For vocationally oriented programs, this is not a big conflict, as many such programs award credit for internships, and view internships as closely tied to the curriculum.

But what about liberal arts colleges? A study presented here Sunday at the annual meeting of the American Sociological Association suggests resistance to awarding credit for internships. Lauren Valentino, a graduate student at the University of North Carolina at Charlotte, focused on the colleges in the New England Small College Athletic Conference, and 9 of the 11 institutions cooperated by providing information on policies and a relevant dean for Valentino to interview. (The NESCAC institutions would generally be considered among the elites and more traditional of liberal arts colleges, so the findings here may not reflect other institutions that have been talking more about career issues or starting internship programs.)

At the NESCAC colleges, Valentino said that all nine colleges reported “extreme” pressure from students, parents and employers to award credit for internships, so that the employers could continue to offer non-paying internships. But largely, she found that the colleges are resisting this pressure – although some are trying to “get around” the regulations without giving meaningful credit.

One of the nine colleges flat-out bars credit for internships. Eight others offer “extremely limited” credit, equivalent to one-fourth of the credit for a traditional course, or the credit one would earn for physical education. Further, she found that most of the colleges awarding even that minimal credit were barring it from counting toward major requirements or graduation requirements. “And that begs the question of what kind of credit this is,” she said.

One dean admitted, Valentino said, that the credit was “watered-down credit.”

Why the hesitancy? The deans uniformly cited faculty resistance as the main reason, explaining that professors on their campuses do not believe that off-campus, non-academic work deserves credit.

The interviews also suggested that the deans share those attitudes. Valentino quoted some of the remarks she heard from deans, such as, “We’re a liberal arts college, not a training center.”

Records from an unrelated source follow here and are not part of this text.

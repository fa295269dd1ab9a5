use crate::error::ConfigError;
use crate::search::{Cost, Direction, HeuristicCache, TargetSet};
use crate::world::{Located, Position};
use serde::{Deserialize, Serialize};
use std::fmt::Debug;
use std::hash::Hash;
use std::str::FromStr;
use strum::VariantNames;
use strum_macros::{Display, EnumString, VariantNames};

/// A state reachable in one move, the move that reaches it and what the
/// move costs.
#[derive(Debug, Clone, PartialEq, Eq)]
pub struct Successor<S> {
    pub state: S,
    pub action: Direction,
    pub cost: Cost,
}

/// Everything a search engine needs to know about a problem.
///
/// Goal tests and successor generation take `&mut self` so that problems
/// can keep expansion counts and report visited cells, but that bookkeeping
/// never changes their answers.
pub trait SearchProblem: Debug {
    type State: Clone + Eq + Hash + Debug + Located;

    fn start_state(&self) -> Self::State;

    fn is_goal_state(&mut self, state: &Self::State) -> bool;

    /// Neighbouring states in north, south, east, west order. Moves into
    /// walls are left out.
    fn successors(&mut self, state: &Self::State) -> Vec<Successor<Self::State>>;

    /// Replays `actions` from the start state and sums the step costs.
    /// Returns [`crate::search::INFEASIBLE_COST`] if any action walks into a
    /// wall.
    fn cost_of_actions(&self, actions: &[Direction]) -> Cost;

    /// Number of times [`SearchProblem::successors`] has been called.
    fn expanded(&self) -> usize;
}

/// A search problem on the rescue grid, exposing what the distance based
/// heuristics need.
pub trait GridProblem: SearchProblem {
    /// Targets that still have to be reached from `state`.
    fn remaining_targets(&self, state: &Self::State) -> TargetSet;

    /// The single goal cell, if the problem has one.
    fn goal(&self) -> Option<Position>;

    /// Memoised distances, owned by the problem and dropped with it.
    fn heuristic_cache(&mut self) -> &mut HeuristicCache;

    /// Cells in the order they were first expanded.
    fn visited_cells(&self) -> &[Position];
}

#[derive(
    clap::ValueEnum,
    Debug,
    Clone,
    Copy,
    PartialEq,
    Eq,
    Display,
    EnumString,
    VariantNames,
    Serialize,
    Deserialize,
)]
#[clap(rename_all = "kebab-case")]
#[strum(serialize_all = "kebab-case")]
#[serde(rename_all = "kebab-case")]
pub enum ProblemName {
    #[clap(help = "Reach the single survivor on the map.")]
    SimpleSurvivor,
    #[clap(help = "Rescue every survivor on the map.")]
    MultiSurvivor,
}

impl ProblemName {
    pub fn from_name(name: &str) -> Result<Self, ConfigError> {
        Self::from_str(name)
            .map_err(|_| ConfigError::unknown_name("problem", name, Self::VARIANTS))
    }
}

#[cfg(test)]
mod tests {
    use super::*;

    #[test]
    fn problem_names() {
        assert_eq!(
            ProblemName::from_name("multi-survivor").unwrap(),
            ProblemName::MultiSurvivor
        );
        assert_eq!(ProblemName::SimpleSurvivor.to_string(), "simple-survivor");
        let error = ProblemName::from_name("corners").unwrap_err();
        assert_eq!(
            error.to_string(),
            "unknown problem name \"corners\", expected one of: simple-survivor, multi-survivor"
        );
    }
}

Further, the interviews suggested to Valentino that not all deans understand what an internship is. Valentino said that when she asked the deans whether their colleges sponsor internship programs, they would say “sure we do.” But when pressed, they were generally talking about summer research programs with professors, not programs in which students would work in areas that are not part of academe.

In only one area did Valentino find the colleges were trying to link internships to academic programs. She said that “transcript notation,” in which transcripts note that students had internships, is becoming common.  But these notations are separate from credit.